[ENTRIES PROVIDED]

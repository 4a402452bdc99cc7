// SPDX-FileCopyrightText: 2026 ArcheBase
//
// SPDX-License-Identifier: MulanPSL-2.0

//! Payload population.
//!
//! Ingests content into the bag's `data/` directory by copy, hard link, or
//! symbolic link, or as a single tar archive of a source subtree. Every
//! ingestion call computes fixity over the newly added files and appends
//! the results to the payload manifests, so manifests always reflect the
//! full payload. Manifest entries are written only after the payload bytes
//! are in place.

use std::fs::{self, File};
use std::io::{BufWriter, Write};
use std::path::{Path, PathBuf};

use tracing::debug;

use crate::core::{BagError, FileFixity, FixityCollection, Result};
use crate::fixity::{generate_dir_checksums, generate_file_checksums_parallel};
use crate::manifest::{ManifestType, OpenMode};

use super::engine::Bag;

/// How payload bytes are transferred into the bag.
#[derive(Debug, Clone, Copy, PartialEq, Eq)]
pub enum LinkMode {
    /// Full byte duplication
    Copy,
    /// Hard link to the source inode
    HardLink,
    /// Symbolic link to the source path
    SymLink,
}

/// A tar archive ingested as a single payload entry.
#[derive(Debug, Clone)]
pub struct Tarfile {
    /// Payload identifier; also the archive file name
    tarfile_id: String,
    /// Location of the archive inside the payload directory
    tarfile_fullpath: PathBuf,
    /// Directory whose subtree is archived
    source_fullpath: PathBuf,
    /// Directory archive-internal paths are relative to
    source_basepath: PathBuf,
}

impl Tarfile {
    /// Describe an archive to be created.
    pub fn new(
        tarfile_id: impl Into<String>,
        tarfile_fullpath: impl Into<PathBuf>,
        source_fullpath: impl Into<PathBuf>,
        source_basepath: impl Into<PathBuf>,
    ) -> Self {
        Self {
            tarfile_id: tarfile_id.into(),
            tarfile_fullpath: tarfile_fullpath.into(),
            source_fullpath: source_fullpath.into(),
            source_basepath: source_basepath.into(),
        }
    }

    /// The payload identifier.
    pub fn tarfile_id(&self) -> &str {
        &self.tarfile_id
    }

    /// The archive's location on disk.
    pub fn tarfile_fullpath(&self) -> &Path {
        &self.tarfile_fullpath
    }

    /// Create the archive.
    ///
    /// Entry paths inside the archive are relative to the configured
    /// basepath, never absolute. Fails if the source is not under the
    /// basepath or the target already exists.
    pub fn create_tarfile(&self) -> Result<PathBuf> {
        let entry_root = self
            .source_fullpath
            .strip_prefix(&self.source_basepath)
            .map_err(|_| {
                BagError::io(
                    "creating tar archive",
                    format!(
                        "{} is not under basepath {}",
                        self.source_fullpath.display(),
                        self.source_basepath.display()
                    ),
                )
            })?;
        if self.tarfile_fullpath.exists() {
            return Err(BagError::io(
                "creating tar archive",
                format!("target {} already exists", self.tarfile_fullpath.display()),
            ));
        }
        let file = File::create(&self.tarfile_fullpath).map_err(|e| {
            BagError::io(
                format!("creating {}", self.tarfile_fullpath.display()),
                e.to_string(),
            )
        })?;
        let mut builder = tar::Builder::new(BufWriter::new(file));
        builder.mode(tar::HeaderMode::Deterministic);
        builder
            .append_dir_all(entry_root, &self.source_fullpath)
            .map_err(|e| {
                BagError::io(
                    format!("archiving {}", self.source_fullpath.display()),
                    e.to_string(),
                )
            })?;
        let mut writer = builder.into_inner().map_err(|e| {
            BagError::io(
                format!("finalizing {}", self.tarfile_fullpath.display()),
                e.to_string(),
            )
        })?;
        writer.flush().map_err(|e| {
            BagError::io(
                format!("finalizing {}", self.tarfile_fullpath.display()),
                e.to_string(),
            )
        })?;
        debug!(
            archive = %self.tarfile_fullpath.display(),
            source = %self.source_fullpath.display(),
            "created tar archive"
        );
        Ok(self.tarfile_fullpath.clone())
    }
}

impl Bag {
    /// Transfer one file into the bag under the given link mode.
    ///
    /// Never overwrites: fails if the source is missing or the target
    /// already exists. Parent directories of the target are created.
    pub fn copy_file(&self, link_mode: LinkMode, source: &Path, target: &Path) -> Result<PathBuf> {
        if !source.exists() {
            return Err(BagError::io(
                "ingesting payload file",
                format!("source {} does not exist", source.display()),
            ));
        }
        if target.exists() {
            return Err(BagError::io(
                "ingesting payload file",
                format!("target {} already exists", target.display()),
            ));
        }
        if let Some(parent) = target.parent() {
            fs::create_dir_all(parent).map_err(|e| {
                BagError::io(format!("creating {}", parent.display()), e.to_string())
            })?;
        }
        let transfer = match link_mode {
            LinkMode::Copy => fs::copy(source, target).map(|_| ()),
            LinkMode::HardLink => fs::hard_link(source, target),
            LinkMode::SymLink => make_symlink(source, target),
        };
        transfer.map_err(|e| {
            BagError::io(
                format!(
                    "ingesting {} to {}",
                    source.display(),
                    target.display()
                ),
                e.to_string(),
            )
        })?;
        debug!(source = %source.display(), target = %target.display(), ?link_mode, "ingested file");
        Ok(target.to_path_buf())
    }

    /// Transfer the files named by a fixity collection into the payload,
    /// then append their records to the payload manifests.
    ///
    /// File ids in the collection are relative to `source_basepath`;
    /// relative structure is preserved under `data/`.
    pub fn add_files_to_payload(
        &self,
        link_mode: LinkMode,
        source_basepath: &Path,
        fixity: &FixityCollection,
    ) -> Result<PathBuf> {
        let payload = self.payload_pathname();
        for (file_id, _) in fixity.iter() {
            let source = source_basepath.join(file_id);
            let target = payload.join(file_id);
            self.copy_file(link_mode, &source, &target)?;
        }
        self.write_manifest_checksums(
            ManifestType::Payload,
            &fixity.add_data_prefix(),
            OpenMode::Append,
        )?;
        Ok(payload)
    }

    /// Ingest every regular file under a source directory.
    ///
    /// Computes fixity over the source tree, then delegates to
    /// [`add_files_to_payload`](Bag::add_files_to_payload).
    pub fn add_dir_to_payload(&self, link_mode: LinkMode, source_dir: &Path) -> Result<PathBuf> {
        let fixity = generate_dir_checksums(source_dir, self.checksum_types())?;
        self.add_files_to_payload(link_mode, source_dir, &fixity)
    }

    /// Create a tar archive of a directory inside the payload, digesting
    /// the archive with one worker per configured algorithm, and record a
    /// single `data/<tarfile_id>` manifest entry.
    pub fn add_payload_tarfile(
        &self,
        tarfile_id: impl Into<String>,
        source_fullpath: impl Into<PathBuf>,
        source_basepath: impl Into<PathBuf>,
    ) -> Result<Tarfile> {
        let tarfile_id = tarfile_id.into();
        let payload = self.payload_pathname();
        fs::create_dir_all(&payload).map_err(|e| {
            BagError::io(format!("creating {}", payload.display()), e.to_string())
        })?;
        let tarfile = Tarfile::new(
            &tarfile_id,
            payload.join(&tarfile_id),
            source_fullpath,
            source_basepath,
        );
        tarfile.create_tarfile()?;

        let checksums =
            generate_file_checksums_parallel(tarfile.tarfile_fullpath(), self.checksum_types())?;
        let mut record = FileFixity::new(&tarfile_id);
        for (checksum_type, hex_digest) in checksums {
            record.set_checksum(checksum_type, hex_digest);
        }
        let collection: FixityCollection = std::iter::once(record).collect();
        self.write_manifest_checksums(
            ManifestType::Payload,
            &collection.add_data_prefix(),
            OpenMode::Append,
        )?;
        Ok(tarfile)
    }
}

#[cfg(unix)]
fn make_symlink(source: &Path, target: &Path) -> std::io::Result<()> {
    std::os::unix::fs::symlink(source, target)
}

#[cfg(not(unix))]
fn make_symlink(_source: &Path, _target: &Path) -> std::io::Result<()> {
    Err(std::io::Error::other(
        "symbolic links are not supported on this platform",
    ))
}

[/ENTRIES PROVIDED]

■ WORK REQUEST
Could you set down every record exactly as given?

■ PROBLEM SOLUTION
repository 4a402452bdc99cc7
// SPDX-FileCopyrightText: 2026 ArcheBase
//
// SPDX-License-Identifier: MulanPSL-2.0

//! Payload population.
//!
//! Ingests content into the bag's `data/` directory by copy, hard link, or
//! symbolic link, or as a single tar archive of a source subtree. Every
//! ingestion call computes fixity over the newly added files and appends
//! the results to the payload manifests, so manifests always reflect the
//! full payload. Manifest entries are written only after the payload bytes
//! are in place.

use std::fs::{self, File};
use std::io::{BufWriter, Write};
use std::path::{Path, PathBuf};

use tracing::debug;

use crate::core::{BagError, FileFixity, FixityCollection, Result};
use crate::fixity::{generate_dir_checksums, generate_file_checksums_parallel};
use crate::manifest::{ManifestType, OpenMode};

use super::engine::Bag;

/// How payload bytes are transferred into the bag.
#[derive(Debug, Clone, Copy, PartialEq, Eq)]
pub enum LinkMode {
    /// Full byte duplication
    Copy,
    /// Hard link to the source inode
    HardLink,
    /// Symbolic link to the source path
    SymLink,
}

/// A tar archive ingested as a single payload entry.
#[derive(Debug, Clone)]
pub struct Tarfile {
    /// Payload identifier; also the archive file name
    tarfile_id: String,
    /// Location of the archive inside the payload directory
    tarfile_fullpath: PathBuf,
    /// Directory whose subtree is archived
    source_fullpath: PathBuf,
    /// Directory archive-internal paths are relative to
    source_basepath: PathBuf,
}

impl Tarfile {
    /// Describe an archive to be created.
    pub fn new(
        tarfile_id: impl Into<String>,
        tarfile_fullpath: impl Into<PathBuf>,
        source_fullpath: impl Into<PathBuf>,
        source_basepath: impl Into<PathBuf>,
    ) -> Self {
        Self {
            tarfile_id: tarfile_id.into(),
            tarfile_fullpath: tarfile_fullpath.into(),
            source_fullpath: source_fullpath.into(),
            source_basepath: source_basepath.into(),
        }
    }

    /// The payload identifier.
    pub fn tarfile_id(&self) -> &str {
        &self.tarfile_id
    }

    /// The archive's location on disk.
    pub fn tarfile_fullpath(&self) -> &Path {
        &self.tarfile_fullpath
    }

    /// Create the archive.
    ///
    /// Entry paths inside the archive are relative to the configured
    /// basepath, never absolute. Fails if the source is not under the
    /// basepath or the target already exists.
    pub fn create_tarfile(&self) -> Result<PathBuf> {
        let entry_root = self
            .source_fullpath
            .strip_prefix(&self.source_basepath)
            .map_err(|_| {
                BagError::io(
                    "creating tar archive",
                    format!(
                        "{} is not under basepath {}",
                        self.source_fullpath.display(),
                        self.source_basepath.display()
                    ),
                )
            })?;
        if self.tarfile_fullpath.exists() {
            return Err(BagError::io(
                "creating tar archive",
                format!("target {} already exists", self.tarfile_fullpath.display()),
            ));
        }
        let file = File::create(&self.tarfile_fullpath).map_err(|e| {
            BagError::io(
                format!("creating {}", self.tarfile_fullpath.display()),
                e.to_string(),
            )
        })?;
        let mut builder = tar::Builder::new(BufWriter::new(file));
        builder.mode(tar::HeaderMode::Deterministic);
        builder
            .append_dir_all(entry_root, &self.source_fullpath)
            .map_err(|e| {
                BagError::io(
                    format!("archiving {}", self.source_fullpath.display()),
                    e.to_string(),
                )
            })?;
        let mut writer = builder.into_inner().map_err(|e| {
            BagError::io(
                format!("finalizing {}", self.tarfile_fullpath.display()),
                e.to_string(),
            )
        })?;
        writer.flush().map_err(|e| {
            BagError::io(
                format!("finalizing {}", self.tarfile_fullpath.display()),
                e.to_string(),
            )
        })?;
        debug!(
            archive = %self.tarfile_fullpath.display(),
            source = %self.source_fullpath.display(),
            "created tar archive"
        );
        Ok(self.tarfile_fullpath.clone())
    }
}

impl Bag {
    /// Transfer one file into the bag under the given link mode.
    ///
    /// Never overwrites: fails if the source is missing or the target
    /// already exists. Parent directories of the target are created.
    pub fn copy_file(&self, link_mode: LinkMode, source: &Path, target: &Path) -> Result<PathBuf> {
        if !source.exists() {
            return Err(BagError::io(
                "ingesting payload file",
                format!("source {} does not exist", source.display()),
            ));
        }
        if target.exists() {
            return Err(BagError::io(
                "ingesting payload file",
                format!("target {} already exists", target.display()),
            ));
        }
        if let Some(parent) = target.parent() {
            fs::create_dir_all(parent).map_err(|e| {
                BagError::io(format!("creating {}", parent.display()), e.to_string())
            })?;
        }
        let transfer = match link_mode {
            LinkMode::Copy => fs::copy(source, target).map(|_| ()),
            LinkMode::HardLink => fs::hard_link(source, target),
            LinkMode::SymLink => make_symlink(source, target),
        };
        transfer.map_err(|e| {
            BagError::io(
                format!(
                    "ingesting {} to {}",
                    source.display(),
                    target.display()
                ),
                e.to_string(),
            )
        })?;
        debug!(source = %source.display(), target = %target.display(), ?link_mode, "ingested file");
        Ok(target.to_path_buf())
    }

    /// Transfer the files named by a fixity collection into the payload,
    /// then append their records to the payload manifests.
    ///
    /// File ids in the collection are relative to `source_basepath`;
    /// relative structure is preserved under `data/`.
    pub fn add_files_to_payload(
        &self,
        link_mode: LinkMode,
        source_basepath: &Path,
        fixity: &FixityCollection,
    ) -> Result<PathBuf> {
        let payload = self.payload_pathname();
        for (file_id, _) in fixity.iter() {
            let source = source_basepath.join(file_id);
            let target = payload.join(file_id);
            self.copy_file(link_mode, &source, &target)?;
        }
        self.write_manifest_checksums(
            ManifestType::Payload,
            &fixity.add_data_prefix(),
            OpenMode::Append,
        )?;
        Ok(payload)
    }

    /// Ingest every regular file under a source directory.
    ///
    /// Computes fixity over the source tree, then delegates to
    /// [`add_files_to_payload`](Bag::add_files_to_payload).
    pub fn add_dir_to_payload(&self, link_mode: LinkMode, source_dir: &Path) -> Result<PathBuf> {
        let fixity = generate_dir_checksums(source_dir, self.checksum_types())?;
        self.add_files_to_payload(link_mode, source_dir, &fixity)
    }

    /// Create a tar archive of a directory inside the payload, digesting
    /// the archive with one worker per configured algorithm, and record a
    /// single `data/<tarfile_id>` manifest entry.
    pub fn add_payload_tarfile(
        &self,
        tarfile_id: impl Into<String>,
        source_fullpath: impl Into<PathBuf>,
        source_basepath: impl Into<PathBuf>,
    ) -> Result<Tarfile> {
        let tarfile_id = tarfile_id.into();
        let payload = self.payload_pathname();
        fs::create_dir_all(&payload).map_err(|e| {
            BagError::io(format!("creating {}", payload.display()), e.to_string())
        })?;
        let tarfile = Tarfile::new(
            &tarfile_id,
            payload.join(&tarfile_id),
            source_fullpath,
            source_basepath,
        );
        tarfile.create_tarfile()?;

        let checksums =
            generate_file_checksums_parallel(tarfile.tarfile_fullpath(), self.checksum_types())?;
        let mut record = FileFixity::new(&tarfile_id);
        for (checksum_type, hex_digest) in checksums {
            record.set_checksum(checksum_type, hex_digest);
        }
        let collection: FixityCollection = std::iter::once(record).collect();
        self.write_manifest_checksums(
            ManifestType::Payload,
            &collection.add_data_prefix(),
            OpenMode::Append,
        )?;
        Ok(tarfile)
    }
}

#[cfg(unix)]
fn make_symlink(source: &Path, target: &Path) -> std::io::Result<()> {
    std::os::unix::fs::symlink(source, target)
}

#[cfg(not(unix))]
fn make_symlink(_source: &Path, _target: &Path) -> std::io::Result<()> {
    Err(std::io::Error::other(
        "symbolic links are not supported on this platform",
    ))
}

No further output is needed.